Your answer is one number, how many lines in the entries include "reference".

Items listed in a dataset
* * * * *
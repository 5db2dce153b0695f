//! Parquet rendition of the source-metadata summary.

use std::fs::File;
use std::path::Path;
use std::sync::Arc;

use arrow::array::{ArrayRef, StringArray, UInt64Array};
use arrow::record_batch::RecordBatch;
use eotrack_core::{export_schema, SourceSummary};
use parquet::arrow::ArrowWriter;
use parquet::arrow::arrow_reader::ParquetRecordBatchReaderBuilder;
use tracing::info;

use crate::writer::{persist, temp_beside};
use crate::StoreError;

/// Build one RecordBatch from summary rows. Empty URLs and missing fetch
/// dates become nulls.
pub fn source_summary_batch(rows: &[SourceSummary]) -> Result<RecordBatch, StoreError> {
    let schema = Arc::new(export_schema::source_summary_schema());

    let names = StringArray::from_iter_values(rows.iter().map(|r| r.name.as_str()));
    let abbreviations = StringArray::from_iter_values(rows.iter().map(|r| r.abbreviation.as_str()));
    let urls: StringArray = rows
        .iter()
        .map(|r| (!r.url.is_empty()).then_some(r.url.as_str()))
        .collect();
    let counts = UInt64Array::from_iter_values(rows.iter().map(|r| r.document_count));
    let latest: StringArray = rows.iter().map(|r| r.latest_fetch_date.as_deref()).collect();

    let columns: Vec<ArrayRef> = vec![
        Arc::new(names),
        Arc::new(abbreviations),
        Arc::new(urls),
        Arc::new(counts),
        Arc::new(latest),
    ];
    Ok(RecordBatch::try_new(schema, columns)?)
}

/// Write the summary as a single-batch Parquet file.
pub fn write_source_summary_parquet(path: &Path, rows: &[SourceSummary]) -> Result<(), StoreError> {
    let batch = source_summary_batch(rows)?;
    let mut tmp = temp_beside(path)?;
    {
        let mut writer = ArrowWriter::try_new(tmp.as_file_mut(), batch.schema(), None)?;
        writer.write(&batch)?;
        writer.close()?;
    }
    persist(tmp, path)?;
    info!(rows = rows.len(), path = %path.display(), "wrote source summary parquet");
    Ok(())
}

/// Read a Parquet file into Arrow RecordBatches.
pub fn read_parquet(path: &Path) -> Result<Vec<RecordBatch>, StoreError> {
    if !path.exists() {
        return Err(StoreError::NotFound(path.to_path_buf()));
    }
    let file = File::open(path)?;
    let reader = ParquetRecordBatchReaderBuilder::try_new(file)?.build()?;
    let batches: Result<Vec<RecordBatch>, _> = reader.collect();
    Ok(batches?)
}

#[cfg(test)]
mod tests {
    use super::*;
    use arrow::array::Array;
    use tempfile::TempDir;

    fn rows() -> Vec<SourceSummary> {
        vec![
            SourceSummary {
                name: "Federal Register".into(),
                abbreviation: "FR".into(),
                url: "https://www.federalregister.gov".into(),
                document_count: 12,
                latest_fetch_date: Some("2025-03-01".into()),
            },
            SourceSummary {
                name: "Office of Compliance Review".into(),
                abbreviation: "OCR".into(),
                url: String::new(),
                document_count: 1,
                latest_fetch_date: None,
            },
        ]
    }

    #[test]
    fn batch_matches_schema() {
        let batch = source_summary_batch(&rows()).unwrap();
        assert_eq!(batch.num_rows(), 2);
        assert_eq!(batch.num_columns(), 5);

        let urls = batch.column(2).as_any().downcast_ref::<StringArray>().unwrap();
        assert!(!urls.is_null(0));
        assert!(urls.is_null(1));
        let counts = batch.column(3).as_any().downcast_ref::<UInt64Array>().unwrap();
        assert_eq!(counts.value(0), 12);
    }

    #[test]
    fn empty_summary_is_valid() {
        let batch = source_summary_batch(&[]).unwrap();
        assert_eq!(batch.num_rows(), 0);
    }

    #[test]
    fn parquet_roundtrip() {
        let tmp = TempDir::new().unwrap();
        let path = tmp.path().join("source_metadata.parquet");
        write_source_summary_parquet(&path, &rows()).unwrap();

        let batches = read_parquet(&path).unwrap();
        let total: usize = batches.iter().map(|b| b.num_rows()).sum();
        assert_eq!(total, 2);
        assert_eq!(batches[0].schema().field(0).name(), "name");
    }

    #[test]
    fn read_missing_file_errors() {
        let result = read_parquet(Path::new("/nonexistent/source_metadata.parquet"));
        assert!(matches!(result, Err(StoreError::NotFound(_))));
    }
}
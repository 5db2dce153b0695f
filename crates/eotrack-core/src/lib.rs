//! Multi-source aggregation for executive orders: source normalisation,
//! impact-area consensus, institution guidance, and combined analysis.

pub mod analysis;
pub mod config;
pub mod dedup;
pub mod document;
mod error;
pub mod export;
pub mod guidance;
pub mod impact;
pub mod reference;
pub mod schema;
pub mod source;

pub use config::{AggregationConfig, CanonicalArea};
pub use document::{ImpactLevel, PolicyDocument, RawSource};
pub use error::{CoreError, ExportError};
pub use export::{ExportBatch, ExportedDocument, Exporter, SourceProvider, SourceSummary};
pub use reference::{ActionItem, ImpactRating, ImplementationReference};
pub use schema::export as export_schema;
pub use source::{NormalizedSource, SourceNormalizer};
//! Near-duplicate collapsing for titled items and free-text lists.
//!
//! All functions are pure and keep the first occurrence of each key, so
//! running them again on their own output changes nothing.

use std::collections::{HashMap, HashSet};

use crate::reference::ActionItem;

/// Case-folded title with runs of whitespace collapsed to one space.
pub fn normalize_title(title: &str) -> String {
    title
        .split_whitespace()
        .collect::<Vec<_>>()
        .join(" ")
        .to_lowercase()
}

/// Case-folded first `len` characters of `text`, after trimming.
pub fn fingerprint(text: &str, len: usize) -> String {
    text.trim().chars().take(len).collect::<String>().to_lowercase()
}

/// Drop items whose normalised title was already seen.
pub fn dedup_by_title<T, F>(items: Vec<T>, title: F) -> Vec<T>
where
    F: Fn(&T) -> &str,
{
    let mut seen = HashSet::with_capacity(items.len());
    items
        .into_iter()
        .filter(|item| seen.insert(normalize_title(title(item))))
        .collect()
}

/// Drop items whose text fingerprint was already seen.
pub fn dedup_by_fingerprint<T, F>(items: Vec<T>, text: F, len: usize) -> Vec<T>
where
    F: Fn(&T) -> &str,
{
    let mut seen = HashSet::with_capacity(items.len());
    items
        .into_iter()
        .filter(|item| seen.insert(fingerprint(text(item), len)))
        .collect()
}

/// Collapse action items with the same normalised title.
///
/// The first item is kept; each later duplicate contributes its source
/// attribution, joined with `separator`, so no attribution is lost.
pub fn merge_action_items(items: Vec<ActionItem>, separator: &str) -> Vec<ActionItem> {
    let mut index: HashMap<String, usize> = HashMap::with_capacity(items.len());
    let mut merged: Vec<ActionItem> = Vec::with_capacity(items.len());

    for item in items {
        let key = normalize_title(&item.title);
        match index.get(&key) {
            Some(&i) => {
                let kept = &mut merged[i];
                kept.source = join_attribution(&kept.source, &item.source, separator);
            }
            None => {
                index.insert(key, merged.len());
                merged.push(item);
            }
        }
    }
    merged
}

/// Union of two attribution lists, preserving first-seen order.
fn join_attribution(existing: &str, incoming: &str, separator: &str) -> String {
    let mut parts: Vec<&str> = split_attribution(existing, separator).collect();
    for part in split_attribution(incoming, separator) {
        if !parts.contains(&part) {
            parts.push(part);
        }
    }
    parts.join(separator)
}

fn split_attribution<'a>(s: &'a str, separator: &'a str) -> impl Iterator<Item = &'a str> {
    let separator = match separator.trim() {
        "" => separator,
        trimmed => trimmed,
    };
    s.split(separator)
        .map(str::trim)
        .filter(|p| !p.is_empty())
}

#[cfg(test)]
mod tests {
    use super::*;

    fn item(title: &str, source: &str) -> ActionItem {
        ActionItem {
            title: title.into(),
            description: format!("{title} description"),
            source: source.into(),
            ..Default::default()
        }
    }

    #[test]
    fn normalize_title_folds_case_and_space() {
        assert_eq!(normalize_title("  Review   Award\tTerms "), "review award terms");
    }

    #[test]
    fn fingerprint_truncates_by_chars() {
        assert_eq!(fingerprint("  ABCDEF", 3), "abc");
        assert_eq!(fingerprint("Équipe", 2), "éq");
        assert_eq!(fingerprint("ab", 50), "ab");
    }

    #[test]
    fn title_dedup_keeps_first() {
        let items = vec![("Guide", 1), ("guide ", 2), ("Other", 3)];
        let out = dedup_by_title(items, |pair| pair.0);
        assert_eq!(out, vec![("Guide", 1), ("Other", 3)]);
    }

    #[test]
    fn fingerprint_dedup_matches_on_prefix() {
        let shared = "Agencies must review all active awards for compliance with the new terms";
        let a = format!("{shared} by March.");
        let b = format!("{} by April.", shared.to_uppercase());
        let items = vec![a.clone(), b, "Something else".to_string()];
        let out = dedup_by_fingerprint(items, |s| s.as_str(), 50);
        assert_eq!(out, vec![a, "Something else".to_string()]);
    }

    #[test]
    fn merge_unions_attribution() {
        let items = vec![
            item("Review award terms", "COGR"),
            item("review  award terms", "AAU"),
            item("Update policies", "ACE"),
        ];
        let out = merge_action_items(items, ", ");
        assert_eq!(out.len(), 2);
        assert_eq!(out[0].source, "COGR, AAU");
        assert_eq!(out[0].title, "Review award terms");
        assert_eq!(out[0].description, "Review award terms description");
        assert_eq!(out[1].source, "ACE");
    }

    #[test]
    fn merge_does_not_repeat_sources() {
        let items = vec![
            item("Review award terms", "COGR"),
            item("Review award terms", "COGR"),
            item("Review award terms", "AAU, COGR"),
        ];
        let out = merge_action_items(items, ", ");
        assert_eq!(out.len(), 1);
        assert_eq!(out[0].source, "COGR, AAU");
    }

    #[test]
    fn merge_is_idempotent() {
        let items = vec![
            item("A", "FR"),
            item("a", "NIH"),
            item("B", "NSF"),
        ];
        let once = merge_action_items(items, ", ");
        let twice = merge_action_items(once.clone(), ", ");
        assert_eq!(once, twice);
    }

    #[test]
    fn empty_input() {
        assert!(merge_action_items(Vec::new(), ", ").is_empty());
        assert!(dedup_by_title(Vec::<String>::new(), |s| s.as_str()).is_empty());
    }
}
* * * * *
• [Final answer]
3